### Work request
The lines below, all of them, should be returned exactly as they appear.

### Material provided
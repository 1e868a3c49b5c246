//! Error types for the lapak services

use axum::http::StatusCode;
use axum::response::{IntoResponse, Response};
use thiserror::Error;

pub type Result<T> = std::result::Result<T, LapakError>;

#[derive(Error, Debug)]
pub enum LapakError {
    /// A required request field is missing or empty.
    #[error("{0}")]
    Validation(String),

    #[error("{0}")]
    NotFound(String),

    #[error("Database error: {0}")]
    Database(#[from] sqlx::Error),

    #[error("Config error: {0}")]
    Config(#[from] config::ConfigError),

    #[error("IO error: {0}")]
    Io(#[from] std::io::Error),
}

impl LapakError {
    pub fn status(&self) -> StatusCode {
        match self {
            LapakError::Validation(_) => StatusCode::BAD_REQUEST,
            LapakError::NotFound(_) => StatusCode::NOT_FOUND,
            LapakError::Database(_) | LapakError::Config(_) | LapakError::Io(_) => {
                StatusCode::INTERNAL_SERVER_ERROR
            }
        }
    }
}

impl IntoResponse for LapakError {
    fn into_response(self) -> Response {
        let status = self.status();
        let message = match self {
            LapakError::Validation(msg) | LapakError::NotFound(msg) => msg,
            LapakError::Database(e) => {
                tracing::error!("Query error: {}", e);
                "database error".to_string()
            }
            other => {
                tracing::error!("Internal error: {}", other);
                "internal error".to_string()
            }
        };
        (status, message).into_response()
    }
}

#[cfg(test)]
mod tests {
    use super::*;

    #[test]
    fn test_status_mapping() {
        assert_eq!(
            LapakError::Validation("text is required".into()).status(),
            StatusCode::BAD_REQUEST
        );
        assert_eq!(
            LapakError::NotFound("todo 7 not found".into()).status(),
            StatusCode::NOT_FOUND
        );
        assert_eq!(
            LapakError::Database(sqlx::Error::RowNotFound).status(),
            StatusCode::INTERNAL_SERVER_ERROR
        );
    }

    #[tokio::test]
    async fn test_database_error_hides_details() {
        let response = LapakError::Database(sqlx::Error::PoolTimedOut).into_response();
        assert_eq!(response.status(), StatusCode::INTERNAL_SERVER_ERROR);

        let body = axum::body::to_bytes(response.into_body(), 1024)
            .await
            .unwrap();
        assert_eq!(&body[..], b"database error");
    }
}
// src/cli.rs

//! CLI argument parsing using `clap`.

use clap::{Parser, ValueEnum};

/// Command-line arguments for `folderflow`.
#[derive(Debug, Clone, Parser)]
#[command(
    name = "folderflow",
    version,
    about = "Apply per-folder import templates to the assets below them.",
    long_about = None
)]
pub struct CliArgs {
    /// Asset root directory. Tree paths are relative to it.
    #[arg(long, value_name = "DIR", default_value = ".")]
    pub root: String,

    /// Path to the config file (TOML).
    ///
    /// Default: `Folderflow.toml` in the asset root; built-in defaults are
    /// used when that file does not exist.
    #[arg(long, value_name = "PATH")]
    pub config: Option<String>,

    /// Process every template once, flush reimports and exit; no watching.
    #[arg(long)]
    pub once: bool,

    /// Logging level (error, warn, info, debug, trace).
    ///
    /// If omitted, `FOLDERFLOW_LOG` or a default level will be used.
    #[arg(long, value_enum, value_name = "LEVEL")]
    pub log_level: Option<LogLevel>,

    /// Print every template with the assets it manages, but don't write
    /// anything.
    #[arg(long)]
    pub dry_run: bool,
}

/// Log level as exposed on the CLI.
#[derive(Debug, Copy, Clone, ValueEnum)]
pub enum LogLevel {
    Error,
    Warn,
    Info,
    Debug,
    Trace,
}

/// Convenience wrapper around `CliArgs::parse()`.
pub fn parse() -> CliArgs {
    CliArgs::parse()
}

### Response
repository 1e868a3c49b5c246
//! Error types for the lapak services

use axum::http::StatusCode;
use axum::response::{IntoResponse, Response};
use thiserror::Error;

pub type Result<T> = std::result::Result<T, LapakError>;

#[derive(Error, Debug)]
pub enum LapakError {
    /// A required request field is missing or empty.
    #[error("{0}")]
    Validation(String),

    #[error("{0}")]
    NotFound(String),

    #[error("Database error: {0}")]
    Database(#[from] sqlx::Error),

    #[error("Config error: {0}")]
    Config(#[from] config::ConfigError),

    #[error("IO error: {0}")]
    Io(#[from] std::io::Error),
}

impl LapakError {
    pub fn status(&self) -> StatusCode {
        match self {
            LapakError::Validation(_) => StatusCode::BAD_REQUEST,
            LapakError::NotFound(_) => StatusCode::NOT_FOUND,
            LapakError::Database(_) | LapakError::Config(_) | LapakError::Io(_) => {
                StatusCode::INTERNAL_SERVER_ERROR
            }
        }
    }
}

impl IntoResponse for LapakError {
    fn into_response(self) -> Response {
        let status = self.status();
        let message = match self {
            LapakError::Validation(msg) | LapakError::NotFound(msg) => msg,
            LapakError::Database(e) => {
                tracing::error!("Query error: {}", e);
                "database error".to_string()
            }
            other => {
                tracing::error!("Internal error: {}", other);
                "internal error".to_string()
            }
        };
        (status, message).into_response()
    }
}

#[cfg(test)]
mod tests {
    use super::*;

    #[test]
    fn test_status_mapping() {
        assert_eq!(
            LapakError::Validation("text is required".into()).status(),
            StatusCode::BAD_REQUEST
        );
        assert_eq!(
            LapakError::NotFound("todo 7 not found".into()).status(),
            StatusCode::NOT_FOUND
        );
        assert_eq!(
            LapakError::Database(sqlx::Error::RowNotFound).status(),
            StatusCode::INTERNAL_SERVER_ERROR
        );
    }

    #[tokio::test]
    async fn test_database_error_hides_details() {
        let response = LapakError::Database(sqlx::Error::PoolTimedOut).into_response();
        assert_eq!(response.status(), StatusCode::INTERNAL_SERVER_ERROR);

        let body = axum::body::to_bytes(response.into_body(), 1024)
            .await
            .unwrap();
        assert_eq!(&body[..], b"database error");
    }
}
// src/cli.rs

//! CLI argument parsing using `clap`.

use clap::{Parser, ValueEnum};

/// Command-line arguments for `folderflow`.
#[derive(Debug, Clone, Parser)]
#[command(
    name = "folderflow",
    version,
    about = "Apply per-folder import templates to the assets below them.",
    long_about = None
)]
pub struct CliArgs {
    /// Asset root directory. Tree paths are relative to it.
    #[arg(long, value_name = "DIR", default_value = ".")]
    pub root: String,

    /// Path to the config file (TOML).
    ///
    /// Default: `Folderflow.toml` in the asset root; built-in defaults are
    /// used when that file does not exist.
    #[arg(long, value_name = "PATH")]
    pub config: Option<String>,

    /// Process every template once, flush reimports and exit; no watching.
    #[arg(long)]
    pub once: bool,

    /// Logging level (error, warn, info, debug, trace).
    ///
    /// If omitted, `FOLDERFLOW_LOG` or a default level will be used.
    #[arg(long, value_enum, value_name = "LEVEL")]
    pub log_level: Option<LogLevel>,

    /// Print every template with the assets it manages, but don't write
    /// anything.
    #[arg(long)]
    pub dry_run: bool,
}

/// Log level as exposed on the CLI.
#[derive(Debug, Copy, Clone, ValueEnum)]
pub enum LogLevel {
    Error,
    Warn,
    Info,
    Debug,
    Trace,
}

/// Convenience wrapper around `CliArgs::parse()`.
pub fn parse() -> CliArgs {
    CliArgs::parse()
}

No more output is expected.